[Stored data]

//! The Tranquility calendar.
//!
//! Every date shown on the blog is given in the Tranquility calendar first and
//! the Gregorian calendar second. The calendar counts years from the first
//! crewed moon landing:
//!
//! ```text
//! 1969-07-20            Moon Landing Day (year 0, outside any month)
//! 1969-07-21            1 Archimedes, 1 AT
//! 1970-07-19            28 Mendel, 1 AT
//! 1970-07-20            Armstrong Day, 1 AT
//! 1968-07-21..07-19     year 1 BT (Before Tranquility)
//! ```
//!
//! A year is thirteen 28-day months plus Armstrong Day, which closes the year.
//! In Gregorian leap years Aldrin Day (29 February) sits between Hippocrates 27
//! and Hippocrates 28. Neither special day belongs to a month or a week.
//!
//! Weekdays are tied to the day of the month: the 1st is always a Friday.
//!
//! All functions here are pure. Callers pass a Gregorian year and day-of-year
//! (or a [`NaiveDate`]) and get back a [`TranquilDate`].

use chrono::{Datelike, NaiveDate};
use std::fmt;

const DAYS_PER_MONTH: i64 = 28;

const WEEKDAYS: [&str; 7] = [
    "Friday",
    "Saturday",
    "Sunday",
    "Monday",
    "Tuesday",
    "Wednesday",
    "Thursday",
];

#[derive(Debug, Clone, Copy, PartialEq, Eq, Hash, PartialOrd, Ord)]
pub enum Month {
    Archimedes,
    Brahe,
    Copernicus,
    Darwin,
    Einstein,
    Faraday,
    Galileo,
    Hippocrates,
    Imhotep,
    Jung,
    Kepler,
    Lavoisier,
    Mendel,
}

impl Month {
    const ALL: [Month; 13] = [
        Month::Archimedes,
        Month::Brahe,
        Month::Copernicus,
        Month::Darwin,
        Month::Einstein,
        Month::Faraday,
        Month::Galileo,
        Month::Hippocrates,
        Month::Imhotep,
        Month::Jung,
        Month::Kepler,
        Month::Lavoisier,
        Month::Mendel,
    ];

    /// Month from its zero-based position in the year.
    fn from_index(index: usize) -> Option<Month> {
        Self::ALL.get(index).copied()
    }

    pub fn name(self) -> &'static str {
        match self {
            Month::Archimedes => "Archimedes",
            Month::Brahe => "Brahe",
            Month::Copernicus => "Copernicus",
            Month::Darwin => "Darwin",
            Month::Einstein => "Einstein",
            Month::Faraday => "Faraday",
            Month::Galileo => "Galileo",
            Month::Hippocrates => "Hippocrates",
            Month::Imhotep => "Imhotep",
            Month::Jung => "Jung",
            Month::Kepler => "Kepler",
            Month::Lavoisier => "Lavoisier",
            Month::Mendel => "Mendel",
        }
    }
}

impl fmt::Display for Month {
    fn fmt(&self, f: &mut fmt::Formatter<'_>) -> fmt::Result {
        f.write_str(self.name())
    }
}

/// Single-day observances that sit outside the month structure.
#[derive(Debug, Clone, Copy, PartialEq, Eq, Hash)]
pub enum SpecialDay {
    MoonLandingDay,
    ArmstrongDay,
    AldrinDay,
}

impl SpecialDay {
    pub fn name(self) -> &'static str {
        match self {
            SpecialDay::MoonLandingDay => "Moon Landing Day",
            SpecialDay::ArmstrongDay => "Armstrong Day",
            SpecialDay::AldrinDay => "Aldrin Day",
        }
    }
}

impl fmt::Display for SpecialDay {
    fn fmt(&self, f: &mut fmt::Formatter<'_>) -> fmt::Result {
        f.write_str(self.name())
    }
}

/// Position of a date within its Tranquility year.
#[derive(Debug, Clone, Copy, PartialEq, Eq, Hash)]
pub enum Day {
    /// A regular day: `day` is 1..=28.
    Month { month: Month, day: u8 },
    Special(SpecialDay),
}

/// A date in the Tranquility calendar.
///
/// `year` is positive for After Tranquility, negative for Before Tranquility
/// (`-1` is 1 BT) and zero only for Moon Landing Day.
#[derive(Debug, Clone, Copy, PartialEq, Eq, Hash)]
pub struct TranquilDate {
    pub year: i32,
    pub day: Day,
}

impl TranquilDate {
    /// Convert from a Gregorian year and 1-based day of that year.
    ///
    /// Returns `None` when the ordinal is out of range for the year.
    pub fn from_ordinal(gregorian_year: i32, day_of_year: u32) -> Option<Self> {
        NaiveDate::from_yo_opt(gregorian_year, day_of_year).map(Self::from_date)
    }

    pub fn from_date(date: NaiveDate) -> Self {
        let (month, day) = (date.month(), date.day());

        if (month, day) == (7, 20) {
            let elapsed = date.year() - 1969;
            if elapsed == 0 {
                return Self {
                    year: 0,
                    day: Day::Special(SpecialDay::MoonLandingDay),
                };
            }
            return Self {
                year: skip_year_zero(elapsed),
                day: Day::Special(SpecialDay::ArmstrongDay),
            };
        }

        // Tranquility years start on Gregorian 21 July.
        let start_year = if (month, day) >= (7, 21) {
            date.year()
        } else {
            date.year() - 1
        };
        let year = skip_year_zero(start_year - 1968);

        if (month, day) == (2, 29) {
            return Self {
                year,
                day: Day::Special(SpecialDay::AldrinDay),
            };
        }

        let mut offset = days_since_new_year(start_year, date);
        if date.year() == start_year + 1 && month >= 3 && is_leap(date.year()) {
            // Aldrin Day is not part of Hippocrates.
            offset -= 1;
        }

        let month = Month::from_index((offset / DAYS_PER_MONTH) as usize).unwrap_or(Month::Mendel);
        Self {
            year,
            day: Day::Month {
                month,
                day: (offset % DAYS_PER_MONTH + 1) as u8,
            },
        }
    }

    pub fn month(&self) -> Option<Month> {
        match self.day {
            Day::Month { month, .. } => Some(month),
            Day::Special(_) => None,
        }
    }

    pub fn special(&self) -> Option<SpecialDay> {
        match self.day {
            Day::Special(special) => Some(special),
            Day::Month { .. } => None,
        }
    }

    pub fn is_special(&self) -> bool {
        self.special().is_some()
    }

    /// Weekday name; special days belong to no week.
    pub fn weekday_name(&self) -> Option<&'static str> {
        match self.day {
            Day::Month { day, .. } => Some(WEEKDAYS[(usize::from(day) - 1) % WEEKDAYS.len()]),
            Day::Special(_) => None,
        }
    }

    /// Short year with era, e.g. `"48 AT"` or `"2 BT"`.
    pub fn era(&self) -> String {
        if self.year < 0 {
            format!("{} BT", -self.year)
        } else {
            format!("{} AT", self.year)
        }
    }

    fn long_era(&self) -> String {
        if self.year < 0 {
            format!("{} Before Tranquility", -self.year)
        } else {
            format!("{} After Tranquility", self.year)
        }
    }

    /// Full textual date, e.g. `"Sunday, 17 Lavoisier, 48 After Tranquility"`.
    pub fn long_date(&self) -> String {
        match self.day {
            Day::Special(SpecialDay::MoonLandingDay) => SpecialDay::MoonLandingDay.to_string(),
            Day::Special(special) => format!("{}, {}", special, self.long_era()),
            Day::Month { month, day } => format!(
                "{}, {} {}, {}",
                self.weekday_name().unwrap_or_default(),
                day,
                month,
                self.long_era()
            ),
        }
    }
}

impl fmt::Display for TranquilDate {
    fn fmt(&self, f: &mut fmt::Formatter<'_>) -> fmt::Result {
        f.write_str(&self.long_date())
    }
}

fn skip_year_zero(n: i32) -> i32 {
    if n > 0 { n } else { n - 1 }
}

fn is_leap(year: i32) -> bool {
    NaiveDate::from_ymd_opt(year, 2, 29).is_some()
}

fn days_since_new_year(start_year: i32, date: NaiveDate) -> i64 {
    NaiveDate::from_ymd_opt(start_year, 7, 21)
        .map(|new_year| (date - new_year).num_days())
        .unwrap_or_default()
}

==

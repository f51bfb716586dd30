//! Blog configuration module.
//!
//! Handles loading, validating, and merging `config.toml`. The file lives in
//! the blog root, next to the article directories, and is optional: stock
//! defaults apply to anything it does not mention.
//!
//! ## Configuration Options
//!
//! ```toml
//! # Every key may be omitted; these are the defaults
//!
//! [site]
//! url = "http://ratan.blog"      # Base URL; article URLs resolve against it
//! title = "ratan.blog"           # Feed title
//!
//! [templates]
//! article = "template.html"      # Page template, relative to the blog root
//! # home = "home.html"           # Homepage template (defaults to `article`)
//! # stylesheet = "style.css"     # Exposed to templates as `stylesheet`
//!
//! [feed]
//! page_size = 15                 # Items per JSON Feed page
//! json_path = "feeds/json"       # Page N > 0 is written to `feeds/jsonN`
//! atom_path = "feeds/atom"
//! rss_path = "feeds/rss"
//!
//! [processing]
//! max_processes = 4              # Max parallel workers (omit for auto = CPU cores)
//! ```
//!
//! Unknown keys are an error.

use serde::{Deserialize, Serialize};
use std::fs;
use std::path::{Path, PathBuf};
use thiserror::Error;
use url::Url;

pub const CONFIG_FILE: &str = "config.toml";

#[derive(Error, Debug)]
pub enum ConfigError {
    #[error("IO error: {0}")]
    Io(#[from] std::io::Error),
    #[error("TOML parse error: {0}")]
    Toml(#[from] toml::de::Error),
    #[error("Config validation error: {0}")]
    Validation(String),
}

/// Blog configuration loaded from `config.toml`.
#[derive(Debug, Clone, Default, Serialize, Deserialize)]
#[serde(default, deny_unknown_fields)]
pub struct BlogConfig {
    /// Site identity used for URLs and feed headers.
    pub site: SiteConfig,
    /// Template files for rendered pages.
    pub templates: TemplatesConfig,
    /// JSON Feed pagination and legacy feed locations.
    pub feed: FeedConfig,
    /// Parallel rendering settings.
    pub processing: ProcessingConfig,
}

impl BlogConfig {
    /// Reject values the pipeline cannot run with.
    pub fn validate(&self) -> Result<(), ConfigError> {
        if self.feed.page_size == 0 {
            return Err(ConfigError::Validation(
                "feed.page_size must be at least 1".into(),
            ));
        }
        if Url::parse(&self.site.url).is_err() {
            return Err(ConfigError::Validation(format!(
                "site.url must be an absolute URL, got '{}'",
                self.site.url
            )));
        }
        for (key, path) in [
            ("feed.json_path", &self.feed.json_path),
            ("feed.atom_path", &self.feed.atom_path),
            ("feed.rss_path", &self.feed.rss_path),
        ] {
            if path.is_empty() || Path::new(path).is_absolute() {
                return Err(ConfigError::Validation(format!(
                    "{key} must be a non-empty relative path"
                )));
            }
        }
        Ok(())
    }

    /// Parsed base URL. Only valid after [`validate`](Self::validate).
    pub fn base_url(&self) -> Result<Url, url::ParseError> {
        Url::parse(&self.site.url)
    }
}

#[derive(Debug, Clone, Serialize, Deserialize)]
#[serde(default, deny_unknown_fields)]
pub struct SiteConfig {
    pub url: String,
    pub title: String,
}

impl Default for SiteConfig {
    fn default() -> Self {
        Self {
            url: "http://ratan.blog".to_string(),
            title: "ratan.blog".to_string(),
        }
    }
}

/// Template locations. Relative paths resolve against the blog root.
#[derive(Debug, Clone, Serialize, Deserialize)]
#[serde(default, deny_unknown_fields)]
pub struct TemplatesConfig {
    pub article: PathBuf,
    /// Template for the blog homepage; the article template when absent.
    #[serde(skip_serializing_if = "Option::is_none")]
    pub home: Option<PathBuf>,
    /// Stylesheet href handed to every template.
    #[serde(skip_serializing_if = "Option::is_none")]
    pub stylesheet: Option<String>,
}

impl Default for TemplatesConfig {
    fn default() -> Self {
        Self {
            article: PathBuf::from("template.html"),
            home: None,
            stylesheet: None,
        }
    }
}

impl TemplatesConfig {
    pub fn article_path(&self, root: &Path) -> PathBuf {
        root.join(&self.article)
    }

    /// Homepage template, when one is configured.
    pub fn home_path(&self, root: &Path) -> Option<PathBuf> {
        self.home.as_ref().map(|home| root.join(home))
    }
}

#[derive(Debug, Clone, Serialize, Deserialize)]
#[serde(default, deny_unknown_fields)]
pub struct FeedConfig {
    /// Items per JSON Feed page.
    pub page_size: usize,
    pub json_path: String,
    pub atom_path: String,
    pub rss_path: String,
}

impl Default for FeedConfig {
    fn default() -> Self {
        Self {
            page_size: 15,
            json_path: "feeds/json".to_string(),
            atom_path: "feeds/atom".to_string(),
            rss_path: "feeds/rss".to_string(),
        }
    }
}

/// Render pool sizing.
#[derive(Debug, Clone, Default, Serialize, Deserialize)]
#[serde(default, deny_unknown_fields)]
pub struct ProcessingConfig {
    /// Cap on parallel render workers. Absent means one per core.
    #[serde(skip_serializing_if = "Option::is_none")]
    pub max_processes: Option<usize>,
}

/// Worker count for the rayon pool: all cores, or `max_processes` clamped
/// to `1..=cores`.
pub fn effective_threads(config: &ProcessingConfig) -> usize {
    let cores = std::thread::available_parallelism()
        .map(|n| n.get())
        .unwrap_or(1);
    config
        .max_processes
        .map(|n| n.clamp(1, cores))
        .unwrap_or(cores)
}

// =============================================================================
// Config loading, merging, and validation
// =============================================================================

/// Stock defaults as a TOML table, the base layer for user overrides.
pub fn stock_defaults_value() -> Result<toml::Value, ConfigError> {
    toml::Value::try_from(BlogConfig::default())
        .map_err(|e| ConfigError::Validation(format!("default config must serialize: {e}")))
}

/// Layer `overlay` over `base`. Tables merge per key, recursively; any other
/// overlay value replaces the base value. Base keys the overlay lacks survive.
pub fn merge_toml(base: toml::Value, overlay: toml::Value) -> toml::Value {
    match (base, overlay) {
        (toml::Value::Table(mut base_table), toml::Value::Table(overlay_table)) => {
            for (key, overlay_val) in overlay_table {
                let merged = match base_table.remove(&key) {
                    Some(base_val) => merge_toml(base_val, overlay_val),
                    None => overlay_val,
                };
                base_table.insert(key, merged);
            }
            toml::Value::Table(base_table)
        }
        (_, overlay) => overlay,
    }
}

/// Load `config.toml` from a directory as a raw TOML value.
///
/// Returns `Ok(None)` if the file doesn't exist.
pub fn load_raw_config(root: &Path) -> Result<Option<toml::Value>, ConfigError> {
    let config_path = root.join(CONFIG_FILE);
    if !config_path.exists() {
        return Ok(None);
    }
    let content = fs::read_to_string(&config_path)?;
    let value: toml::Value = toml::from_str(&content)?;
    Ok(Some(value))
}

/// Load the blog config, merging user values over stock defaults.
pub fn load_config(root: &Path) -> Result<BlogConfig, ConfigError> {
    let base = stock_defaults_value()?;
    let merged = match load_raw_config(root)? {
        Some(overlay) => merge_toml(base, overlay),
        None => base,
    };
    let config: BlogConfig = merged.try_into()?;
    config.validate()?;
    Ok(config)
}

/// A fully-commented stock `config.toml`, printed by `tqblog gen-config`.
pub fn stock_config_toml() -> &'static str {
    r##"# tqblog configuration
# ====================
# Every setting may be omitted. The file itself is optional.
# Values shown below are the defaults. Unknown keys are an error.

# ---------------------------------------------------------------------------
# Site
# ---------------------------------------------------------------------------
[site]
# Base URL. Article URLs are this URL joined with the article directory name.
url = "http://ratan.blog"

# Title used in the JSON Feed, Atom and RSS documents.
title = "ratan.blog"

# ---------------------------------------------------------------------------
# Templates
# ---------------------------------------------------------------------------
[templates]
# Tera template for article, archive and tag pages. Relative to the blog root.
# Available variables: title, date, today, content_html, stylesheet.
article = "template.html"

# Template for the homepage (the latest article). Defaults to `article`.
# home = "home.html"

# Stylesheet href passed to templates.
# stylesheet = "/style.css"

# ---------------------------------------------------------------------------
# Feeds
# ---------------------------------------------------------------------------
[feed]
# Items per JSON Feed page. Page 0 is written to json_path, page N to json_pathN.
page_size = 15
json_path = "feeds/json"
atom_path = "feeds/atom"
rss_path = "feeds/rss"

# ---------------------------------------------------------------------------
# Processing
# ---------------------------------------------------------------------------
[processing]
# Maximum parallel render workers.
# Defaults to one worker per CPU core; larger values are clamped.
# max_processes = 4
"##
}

Your objective
Show every line of the records above that contains the word "Mendel".

Finished task
//! 1970-07-19            28 Mendel, 1 AT
    Mendel,
        Month::Mendel,
            Month::Mendel => "Mendel",
        let month = Month::from_index((offset / DAYS_PER_MONTH) as usize).unwrap_or(Month::Mendel);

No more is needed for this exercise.